*DIRECTIONS*
Every line containing the string "channels" should be returned from the records.

══ EXTRACTED INFORMATION ══

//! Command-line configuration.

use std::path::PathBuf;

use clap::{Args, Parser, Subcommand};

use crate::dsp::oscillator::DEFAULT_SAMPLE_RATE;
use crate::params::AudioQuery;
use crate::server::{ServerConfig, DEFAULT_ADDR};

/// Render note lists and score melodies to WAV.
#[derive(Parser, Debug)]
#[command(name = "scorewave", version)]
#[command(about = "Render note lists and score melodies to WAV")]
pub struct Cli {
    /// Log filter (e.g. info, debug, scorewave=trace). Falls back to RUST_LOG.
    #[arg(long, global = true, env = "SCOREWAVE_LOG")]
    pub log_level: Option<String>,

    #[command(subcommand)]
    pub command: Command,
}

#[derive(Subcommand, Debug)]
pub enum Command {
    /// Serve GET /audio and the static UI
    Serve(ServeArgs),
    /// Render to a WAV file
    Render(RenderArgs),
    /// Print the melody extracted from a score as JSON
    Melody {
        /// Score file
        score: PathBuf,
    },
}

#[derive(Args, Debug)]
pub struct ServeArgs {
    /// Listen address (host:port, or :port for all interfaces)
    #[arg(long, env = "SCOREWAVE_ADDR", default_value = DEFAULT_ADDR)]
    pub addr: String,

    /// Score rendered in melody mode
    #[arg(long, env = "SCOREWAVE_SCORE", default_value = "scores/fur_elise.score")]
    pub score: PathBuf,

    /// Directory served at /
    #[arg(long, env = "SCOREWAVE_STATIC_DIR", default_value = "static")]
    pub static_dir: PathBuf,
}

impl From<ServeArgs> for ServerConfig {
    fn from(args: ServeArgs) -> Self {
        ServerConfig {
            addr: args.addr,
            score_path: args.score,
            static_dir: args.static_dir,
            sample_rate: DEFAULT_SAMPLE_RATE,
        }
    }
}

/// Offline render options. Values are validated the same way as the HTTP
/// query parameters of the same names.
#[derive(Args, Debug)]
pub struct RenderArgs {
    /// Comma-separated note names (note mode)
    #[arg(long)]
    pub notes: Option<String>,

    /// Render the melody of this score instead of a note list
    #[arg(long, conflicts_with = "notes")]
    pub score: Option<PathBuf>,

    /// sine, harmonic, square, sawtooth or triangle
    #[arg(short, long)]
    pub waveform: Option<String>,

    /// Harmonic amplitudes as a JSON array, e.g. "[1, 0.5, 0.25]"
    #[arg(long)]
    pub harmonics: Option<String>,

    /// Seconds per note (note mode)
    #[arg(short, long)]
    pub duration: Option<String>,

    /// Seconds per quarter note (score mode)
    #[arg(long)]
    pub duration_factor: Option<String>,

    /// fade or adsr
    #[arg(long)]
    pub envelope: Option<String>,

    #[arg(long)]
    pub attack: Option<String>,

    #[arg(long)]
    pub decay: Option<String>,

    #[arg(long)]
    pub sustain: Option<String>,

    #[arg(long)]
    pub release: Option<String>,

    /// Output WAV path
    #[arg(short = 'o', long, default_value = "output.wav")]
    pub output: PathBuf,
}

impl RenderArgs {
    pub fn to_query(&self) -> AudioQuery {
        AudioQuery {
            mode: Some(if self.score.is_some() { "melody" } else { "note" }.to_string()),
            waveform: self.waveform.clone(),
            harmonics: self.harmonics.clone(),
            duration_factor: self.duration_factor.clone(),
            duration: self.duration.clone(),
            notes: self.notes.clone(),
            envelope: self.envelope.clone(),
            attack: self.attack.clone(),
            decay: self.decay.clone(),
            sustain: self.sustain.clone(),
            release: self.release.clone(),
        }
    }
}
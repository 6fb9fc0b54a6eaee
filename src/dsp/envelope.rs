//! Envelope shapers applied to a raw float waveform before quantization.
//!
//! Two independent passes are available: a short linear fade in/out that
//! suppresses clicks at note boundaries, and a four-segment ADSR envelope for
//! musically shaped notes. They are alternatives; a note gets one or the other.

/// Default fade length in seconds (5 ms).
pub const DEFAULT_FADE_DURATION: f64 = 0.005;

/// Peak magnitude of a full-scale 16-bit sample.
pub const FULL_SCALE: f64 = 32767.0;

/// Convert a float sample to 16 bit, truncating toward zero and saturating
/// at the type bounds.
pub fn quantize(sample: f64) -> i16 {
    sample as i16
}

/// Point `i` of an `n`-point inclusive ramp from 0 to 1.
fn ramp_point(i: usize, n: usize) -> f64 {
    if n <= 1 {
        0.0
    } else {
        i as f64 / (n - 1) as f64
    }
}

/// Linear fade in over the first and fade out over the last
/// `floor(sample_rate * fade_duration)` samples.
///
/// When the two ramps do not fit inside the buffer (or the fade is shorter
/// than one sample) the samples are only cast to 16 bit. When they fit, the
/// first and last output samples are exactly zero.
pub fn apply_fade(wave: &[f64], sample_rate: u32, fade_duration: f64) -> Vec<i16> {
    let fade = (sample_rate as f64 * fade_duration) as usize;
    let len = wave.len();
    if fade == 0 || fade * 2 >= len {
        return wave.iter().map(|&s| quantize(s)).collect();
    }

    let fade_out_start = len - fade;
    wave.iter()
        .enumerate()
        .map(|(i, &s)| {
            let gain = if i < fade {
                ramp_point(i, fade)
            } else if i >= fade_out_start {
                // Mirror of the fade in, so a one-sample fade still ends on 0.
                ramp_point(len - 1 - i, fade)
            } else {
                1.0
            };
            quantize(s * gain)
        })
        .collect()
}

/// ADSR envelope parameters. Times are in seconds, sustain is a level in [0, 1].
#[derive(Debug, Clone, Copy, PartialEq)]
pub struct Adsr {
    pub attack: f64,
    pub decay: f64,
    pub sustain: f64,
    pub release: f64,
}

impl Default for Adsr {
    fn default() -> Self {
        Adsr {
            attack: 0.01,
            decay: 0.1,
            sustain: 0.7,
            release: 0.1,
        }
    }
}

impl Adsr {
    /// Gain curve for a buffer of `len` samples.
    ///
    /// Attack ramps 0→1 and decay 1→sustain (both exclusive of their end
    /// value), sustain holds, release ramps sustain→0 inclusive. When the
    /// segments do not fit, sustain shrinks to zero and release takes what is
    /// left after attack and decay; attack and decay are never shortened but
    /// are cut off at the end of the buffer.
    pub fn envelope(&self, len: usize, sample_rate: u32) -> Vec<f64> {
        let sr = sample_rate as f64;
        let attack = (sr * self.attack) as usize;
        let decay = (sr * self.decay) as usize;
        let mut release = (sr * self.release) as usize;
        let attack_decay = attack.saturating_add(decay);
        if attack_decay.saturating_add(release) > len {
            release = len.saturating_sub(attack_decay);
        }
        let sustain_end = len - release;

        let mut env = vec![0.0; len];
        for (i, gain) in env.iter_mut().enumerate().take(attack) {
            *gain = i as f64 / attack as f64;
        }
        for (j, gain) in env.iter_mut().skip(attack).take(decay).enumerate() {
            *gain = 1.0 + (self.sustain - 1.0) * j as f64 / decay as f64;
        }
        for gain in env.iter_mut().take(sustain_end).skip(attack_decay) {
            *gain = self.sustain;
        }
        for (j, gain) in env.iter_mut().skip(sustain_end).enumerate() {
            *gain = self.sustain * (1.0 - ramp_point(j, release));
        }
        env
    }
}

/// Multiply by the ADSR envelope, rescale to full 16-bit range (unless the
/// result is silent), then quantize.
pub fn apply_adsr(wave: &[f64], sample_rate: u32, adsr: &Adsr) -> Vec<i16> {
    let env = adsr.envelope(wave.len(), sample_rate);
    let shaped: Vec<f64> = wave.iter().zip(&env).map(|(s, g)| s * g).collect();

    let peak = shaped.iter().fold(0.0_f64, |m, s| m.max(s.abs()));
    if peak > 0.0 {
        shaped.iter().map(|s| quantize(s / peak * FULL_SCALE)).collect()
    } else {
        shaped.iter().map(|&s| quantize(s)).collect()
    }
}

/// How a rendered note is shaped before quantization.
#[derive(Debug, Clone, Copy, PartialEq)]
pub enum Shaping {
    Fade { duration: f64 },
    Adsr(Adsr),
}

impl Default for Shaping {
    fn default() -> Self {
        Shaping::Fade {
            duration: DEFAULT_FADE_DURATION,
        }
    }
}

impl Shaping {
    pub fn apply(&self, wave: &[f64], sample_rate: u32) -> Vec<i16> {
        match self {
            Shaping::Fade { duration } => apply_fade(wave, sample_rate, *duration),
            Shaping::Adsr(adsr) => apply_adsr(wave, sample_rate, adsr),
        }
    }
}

═══
══ EXTRACTED INFORMATION ══

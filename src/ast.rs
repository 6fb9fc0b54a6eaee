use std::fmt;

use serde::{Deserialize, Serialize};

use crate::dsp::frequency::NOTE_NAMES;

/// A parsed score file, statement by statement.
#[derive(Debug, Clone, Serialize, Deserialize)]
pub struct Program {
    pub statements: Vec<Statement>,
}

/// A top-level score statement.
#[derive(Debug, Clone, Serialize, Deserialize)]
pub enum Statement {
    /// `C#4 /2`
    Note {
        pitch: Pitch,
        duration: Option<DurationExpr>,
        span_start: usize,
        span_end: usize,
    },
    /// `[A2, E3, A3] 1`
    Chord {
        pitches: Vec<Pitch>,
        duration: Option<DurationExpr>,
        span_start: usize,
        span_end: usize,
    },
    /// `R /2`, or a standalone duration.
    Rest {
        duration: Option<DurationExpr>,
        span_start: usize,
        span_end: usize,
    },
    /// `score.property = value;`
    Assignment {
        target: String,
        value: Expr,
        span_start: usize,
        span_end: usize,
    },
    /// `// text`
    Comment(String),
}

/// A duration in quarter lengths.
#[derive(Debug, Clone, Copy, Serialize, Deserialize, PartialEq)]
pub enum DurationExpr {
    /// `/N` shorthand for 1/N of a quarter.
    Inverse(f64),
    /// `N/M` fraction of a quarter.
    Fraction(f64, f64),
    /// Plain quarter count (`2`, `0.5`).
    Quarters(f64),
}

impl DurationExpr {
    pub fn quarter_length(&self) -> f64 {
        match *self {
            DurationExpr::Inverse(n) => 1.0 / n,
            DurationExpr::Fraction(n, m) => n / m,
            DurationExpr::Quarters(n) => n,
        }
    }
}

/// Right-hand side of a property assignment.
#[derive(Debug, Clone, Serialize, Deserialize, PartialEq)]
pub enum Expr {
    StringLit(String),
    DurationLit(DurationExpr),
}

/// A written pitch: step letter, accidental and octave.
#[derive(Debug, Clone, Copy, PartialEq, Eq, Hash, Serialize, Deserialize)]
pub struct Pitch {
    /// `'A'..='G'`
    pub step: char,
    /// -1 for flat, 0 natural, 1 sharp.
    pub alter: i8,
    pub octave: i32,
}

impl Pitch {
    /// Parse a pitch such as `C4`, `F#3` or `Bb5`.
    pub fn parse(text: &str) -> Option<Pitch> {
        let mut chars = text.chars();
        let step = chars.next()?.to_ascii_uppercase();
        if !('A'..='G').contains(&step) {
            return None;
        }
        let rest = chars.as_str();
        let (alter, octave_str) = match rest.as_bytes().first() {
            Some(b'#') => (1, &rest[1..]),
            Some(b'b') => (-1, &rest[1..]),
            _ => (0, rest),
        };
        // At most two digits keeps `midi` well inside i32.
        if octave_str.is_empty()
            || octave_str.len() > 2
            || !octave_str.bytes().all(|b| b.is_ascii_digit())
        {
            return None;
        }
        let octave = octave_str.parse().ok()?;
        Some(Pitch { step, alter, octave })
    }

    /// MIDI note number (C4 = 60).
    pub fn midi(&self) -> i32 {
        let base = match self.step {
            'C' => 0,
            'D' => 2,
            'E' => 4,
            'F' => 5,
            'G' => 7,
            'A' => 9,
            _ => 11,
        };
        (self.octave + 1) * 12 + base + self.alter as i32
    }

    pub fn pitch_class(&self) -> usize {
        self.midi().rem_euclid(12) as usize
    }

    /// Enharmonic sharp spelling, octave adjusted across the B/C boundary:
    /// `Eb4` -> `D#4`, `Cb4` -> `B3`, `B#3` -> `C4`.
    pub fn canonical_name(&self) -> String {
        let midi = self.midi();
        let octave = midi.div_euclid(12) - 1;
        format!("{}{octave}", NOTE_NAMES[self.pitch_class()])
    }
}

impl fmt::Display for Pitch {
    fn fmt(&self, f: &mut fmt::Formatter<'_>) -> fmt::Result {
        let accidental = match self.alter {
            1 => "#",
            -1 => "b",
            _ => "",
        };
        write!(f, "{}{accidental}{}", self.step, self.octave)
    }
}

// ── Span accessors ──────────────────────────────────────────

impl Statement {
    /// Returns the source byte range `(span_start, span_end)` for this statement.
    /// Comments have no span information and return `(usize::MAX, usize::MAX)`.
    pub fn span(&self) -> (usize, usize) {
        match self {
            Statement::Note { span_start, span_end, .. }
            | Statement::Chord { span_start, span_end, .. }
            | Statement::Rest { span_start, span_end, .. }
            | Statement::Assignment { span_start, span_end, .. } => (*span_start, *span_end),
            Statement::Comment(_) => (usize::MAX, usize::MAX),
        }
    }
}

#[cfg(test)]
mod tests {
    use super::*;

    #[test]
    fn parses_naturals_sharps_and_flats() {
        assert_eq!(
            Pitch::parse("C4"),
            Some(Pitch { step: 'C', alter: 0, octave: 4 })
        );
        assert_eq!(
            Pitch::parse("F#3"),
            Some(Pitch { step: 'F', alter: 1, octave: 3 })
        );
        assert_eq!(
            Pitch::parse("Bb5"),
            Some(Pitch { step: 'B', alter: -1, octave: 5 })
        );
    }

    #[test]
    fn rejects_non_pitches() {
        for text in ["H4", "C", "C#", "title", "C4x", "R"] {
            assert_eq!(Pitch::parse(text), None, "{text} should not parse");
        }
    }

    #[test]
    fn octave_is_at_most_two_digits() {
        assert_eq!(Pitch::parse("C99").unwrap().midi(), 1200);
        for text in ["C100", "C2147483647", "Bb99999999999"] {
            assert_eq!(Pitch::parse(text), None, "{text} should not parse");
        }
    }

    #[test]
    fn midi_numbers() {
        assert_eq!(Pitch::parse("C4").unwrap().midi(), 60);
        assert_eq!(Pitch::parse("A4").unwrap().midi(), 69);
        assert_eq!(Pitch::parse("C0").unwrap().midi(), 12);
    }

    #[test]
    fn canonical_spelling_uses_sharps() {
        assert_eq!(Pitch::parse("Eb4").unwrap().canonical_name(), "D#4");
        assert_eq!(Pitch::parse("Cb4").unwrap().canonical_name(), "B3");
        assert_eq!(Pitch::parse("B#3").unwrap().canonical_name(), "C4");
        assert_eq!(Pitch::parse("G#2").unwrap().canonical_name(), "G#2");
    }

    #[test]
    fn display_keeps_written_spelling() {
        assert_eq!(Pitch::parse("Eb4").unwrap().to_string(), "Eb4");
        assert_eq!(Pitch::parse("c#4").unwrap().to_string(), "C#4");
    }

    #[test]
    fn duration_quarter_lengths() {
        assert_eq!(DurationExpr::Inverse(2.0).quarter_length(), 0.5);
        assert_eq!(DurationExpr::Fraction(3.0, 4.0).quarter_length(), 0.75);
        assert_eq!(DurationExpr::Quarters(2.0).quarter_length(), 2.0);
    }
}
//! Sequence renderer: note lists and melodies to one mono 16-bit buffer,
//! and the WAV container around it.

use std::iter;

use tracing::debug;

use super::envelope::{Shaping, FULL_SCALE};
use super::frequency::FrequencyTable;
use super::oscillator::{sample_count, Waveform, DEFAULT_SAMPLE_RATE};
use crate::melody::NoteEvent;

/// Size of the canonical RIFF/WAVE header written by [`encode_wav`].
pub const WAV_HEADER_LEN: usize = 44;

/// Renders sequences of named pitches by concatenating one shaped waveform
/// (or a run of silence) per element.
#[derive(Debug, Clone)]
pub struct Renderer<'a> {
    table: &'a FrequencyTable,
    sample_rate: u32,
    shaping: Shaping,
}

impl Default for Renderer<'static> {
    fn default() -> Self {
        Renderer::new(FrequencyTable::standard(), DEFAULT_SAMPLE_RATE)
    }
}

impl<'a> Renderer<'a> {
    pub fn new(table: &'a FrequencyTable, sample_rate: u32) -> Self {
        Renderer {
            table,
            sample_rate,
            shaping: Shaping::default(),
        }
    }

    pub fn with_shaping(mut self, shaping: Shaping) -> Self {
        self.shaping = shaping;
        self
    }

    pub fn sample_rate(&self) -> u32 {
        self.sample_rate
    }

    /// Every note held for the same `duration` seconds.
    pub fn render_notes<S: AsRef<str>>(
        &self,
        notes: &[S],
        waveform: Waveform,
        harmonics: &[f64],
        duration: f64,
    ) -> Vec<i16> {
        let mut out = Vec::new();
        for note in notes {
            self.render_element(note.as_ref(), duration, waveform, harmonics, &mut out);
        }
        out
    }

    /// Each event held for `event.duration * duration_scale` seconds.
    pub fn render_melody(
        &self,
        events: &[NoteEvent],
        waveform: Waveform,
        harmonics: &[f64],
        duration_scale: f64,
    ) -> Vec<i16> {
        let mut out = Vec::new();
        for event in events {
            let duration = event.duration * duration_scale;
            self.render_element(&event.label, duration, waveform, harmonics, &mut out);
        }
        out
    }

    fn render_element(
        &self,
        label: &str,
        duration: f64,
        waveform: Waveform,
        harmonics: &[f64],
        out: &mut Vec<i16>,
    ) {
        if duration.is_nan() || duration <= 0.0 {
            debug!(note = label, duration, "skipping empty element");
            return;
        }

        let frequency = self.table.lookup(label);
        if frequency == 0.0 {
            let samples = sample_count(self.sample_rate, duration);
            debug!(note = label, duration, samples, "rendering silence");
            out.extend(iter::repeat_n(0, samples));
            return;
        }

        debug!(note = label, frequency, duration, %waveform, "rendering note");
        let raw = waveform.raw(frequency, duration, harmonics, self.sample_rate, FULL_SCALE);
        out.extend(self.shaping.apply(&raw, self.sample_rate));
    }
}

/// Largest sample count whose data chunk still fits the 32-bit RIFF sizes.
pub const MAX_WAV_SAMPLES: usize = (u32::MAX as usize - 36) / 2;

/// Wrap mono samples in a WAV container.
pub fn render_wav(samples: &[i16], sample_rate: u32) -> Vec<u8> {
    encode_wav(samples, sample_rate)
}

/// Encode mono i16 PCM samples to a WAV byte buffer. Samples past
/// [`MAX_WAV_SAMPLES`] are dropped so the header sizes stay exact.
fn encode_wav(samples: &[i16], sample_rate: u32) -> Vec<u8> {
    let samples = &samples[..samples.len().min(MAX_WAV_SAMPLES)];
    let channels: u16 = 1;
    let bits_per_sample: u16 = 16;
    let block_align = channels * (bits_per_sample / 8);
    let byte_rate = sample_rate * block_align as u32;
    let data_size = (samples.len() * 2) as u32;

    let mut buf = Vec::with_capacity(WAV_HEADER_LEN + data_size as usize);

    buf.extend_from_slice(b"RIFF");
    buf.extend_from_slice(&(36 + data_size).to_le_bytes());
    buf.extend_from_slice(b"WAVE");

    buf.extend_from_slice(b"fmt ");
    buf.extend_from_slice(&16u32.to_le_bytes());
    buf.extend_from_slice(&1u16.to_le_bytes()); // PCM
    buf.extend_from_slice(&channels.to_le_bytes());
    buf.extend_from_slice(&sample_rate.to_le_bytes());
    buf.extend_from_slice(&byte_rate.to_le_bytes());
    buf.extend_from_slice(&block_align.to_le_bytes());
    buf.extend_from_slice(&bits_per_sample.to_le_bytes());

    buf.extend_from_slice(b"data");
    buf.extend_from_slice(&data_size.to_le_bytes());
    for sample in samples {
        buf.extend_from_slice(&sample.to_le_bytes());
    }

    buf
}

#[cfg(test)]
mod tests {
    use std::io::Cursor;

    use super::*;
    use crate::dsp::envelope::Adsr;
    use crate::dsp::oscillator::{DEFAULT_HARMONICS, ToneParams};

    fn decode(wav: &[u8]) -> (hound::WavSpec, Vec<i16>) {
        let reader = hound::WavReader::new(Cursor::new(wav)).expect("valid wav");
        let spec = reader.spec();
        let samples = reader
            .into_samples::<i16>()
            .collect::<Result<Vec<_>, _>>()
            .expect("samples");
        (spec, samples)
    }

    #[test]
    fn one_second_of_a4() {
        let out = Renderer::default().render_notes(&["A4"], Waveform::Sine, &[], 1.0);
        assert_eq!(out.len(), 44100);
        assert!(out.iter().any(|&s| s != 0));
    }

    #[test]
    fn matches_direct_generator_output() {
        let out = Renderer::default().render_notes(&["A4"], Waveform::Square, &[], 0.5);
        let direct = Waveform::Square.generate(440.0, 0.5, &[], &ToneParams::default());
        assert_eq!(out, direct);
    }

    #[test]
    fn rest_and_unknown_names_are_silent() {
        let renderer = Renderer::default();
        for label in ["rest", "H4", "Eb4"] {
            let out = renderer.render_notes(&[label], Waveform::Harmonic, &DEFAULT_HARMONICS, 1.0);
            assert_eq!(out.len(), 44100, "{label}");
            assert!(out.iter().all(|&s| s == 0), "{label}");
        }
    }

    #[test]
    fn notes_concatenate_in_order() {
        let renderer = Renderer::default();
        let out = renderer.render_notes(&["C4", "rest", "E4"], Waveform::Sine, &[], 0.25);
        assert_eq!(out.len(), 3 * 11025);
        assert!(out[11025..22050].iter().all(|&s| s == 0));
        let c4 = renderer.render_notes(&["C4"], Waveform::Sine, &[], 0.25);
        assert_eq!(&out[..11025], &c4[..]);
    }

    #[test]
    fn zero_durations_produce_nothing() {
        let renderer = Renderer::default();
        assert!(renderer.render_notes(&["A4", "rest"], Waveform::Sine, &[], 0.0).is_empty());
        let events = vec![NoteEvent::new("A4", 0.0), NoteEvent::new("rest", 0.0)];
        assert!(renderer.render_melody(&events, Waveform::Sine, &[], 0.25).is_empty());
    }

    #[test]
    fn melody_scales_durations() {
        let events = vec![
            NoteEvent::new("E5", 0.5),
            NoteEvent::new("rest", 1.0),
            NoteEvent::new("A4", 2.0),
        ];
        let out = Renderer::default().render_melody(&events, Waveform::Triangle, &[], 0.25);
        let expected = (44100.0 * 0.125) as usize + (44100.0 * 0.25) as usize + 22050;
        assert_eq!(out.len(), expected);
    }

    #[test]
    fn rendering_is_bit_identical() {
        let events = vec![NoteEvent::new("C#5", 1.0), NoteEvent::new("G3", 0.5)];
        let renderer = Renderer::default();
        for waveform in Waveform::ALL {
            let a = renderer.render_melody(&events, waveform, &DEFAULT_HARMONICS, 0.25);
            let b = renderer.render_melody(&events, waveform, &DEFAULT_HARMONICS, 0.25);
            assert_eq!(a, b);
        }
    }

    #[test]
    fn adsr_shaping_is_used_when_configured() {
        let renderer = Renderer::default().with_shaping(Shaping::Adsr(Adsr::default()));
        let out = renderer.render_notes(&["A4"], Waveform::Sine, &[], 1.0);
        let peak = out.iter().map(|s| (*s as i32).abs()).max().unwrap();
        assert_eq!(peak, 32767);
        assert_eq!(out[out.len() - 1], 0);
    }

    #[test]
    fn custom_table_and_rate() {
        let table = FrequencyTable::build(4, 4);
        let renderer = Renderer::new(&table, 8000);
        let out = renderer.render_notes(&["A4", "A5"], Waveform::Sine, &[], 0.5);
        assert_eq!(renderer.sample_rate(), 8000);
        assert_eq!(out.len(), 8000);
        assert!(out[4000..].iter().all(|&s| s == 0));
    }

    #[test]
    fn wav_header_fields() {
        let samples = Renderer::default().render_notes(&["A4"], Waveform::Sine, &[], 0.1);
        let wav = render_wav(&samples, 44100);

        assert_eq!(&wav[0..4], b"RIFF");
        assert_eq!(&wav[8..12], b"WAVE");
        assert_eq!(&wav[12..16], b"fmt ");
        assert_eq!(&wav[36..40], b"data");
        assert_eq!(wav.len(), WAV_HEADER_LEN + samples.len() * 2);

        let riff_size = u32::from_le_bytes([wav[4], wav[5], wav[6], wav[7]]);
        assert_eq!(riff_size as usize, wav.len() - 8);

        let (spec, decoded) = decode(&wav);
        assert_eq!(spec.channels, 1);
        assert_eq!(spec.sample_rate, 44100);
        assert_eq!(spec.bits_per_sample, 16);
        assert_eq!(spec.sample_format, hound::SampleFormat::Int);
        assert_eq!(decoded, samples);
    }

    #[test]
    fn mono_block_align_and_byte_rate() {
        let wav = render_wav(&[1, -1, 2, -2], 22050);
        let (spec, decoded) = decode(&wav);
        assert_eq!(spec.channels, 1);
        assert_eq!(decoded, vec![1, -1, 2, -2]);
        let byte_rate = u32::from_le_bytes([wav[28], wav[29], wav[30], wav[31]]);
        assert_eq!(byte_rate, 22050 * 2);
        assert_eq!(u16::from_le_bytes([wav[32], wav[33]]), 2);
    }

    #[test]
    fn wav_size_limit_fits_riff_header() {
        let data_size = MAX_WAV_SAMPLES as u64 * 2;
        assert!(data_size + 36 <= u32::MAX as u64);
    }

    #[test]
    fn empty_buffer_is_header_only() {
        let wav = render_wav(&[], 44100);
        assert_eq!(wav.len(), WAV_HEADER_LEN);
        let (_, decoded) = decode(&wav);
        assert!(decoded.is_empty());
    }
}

═══

*EXERCISE ANSWER*
    let channels: u16 = 1;
    let block_align = channels * (bits_per_sample / 8);
    buf.extend_from_slice(&channels.to_le_bytes());
        assert_eq!(spec.channels, 1);
        assert_eq!(spec.channels, 1);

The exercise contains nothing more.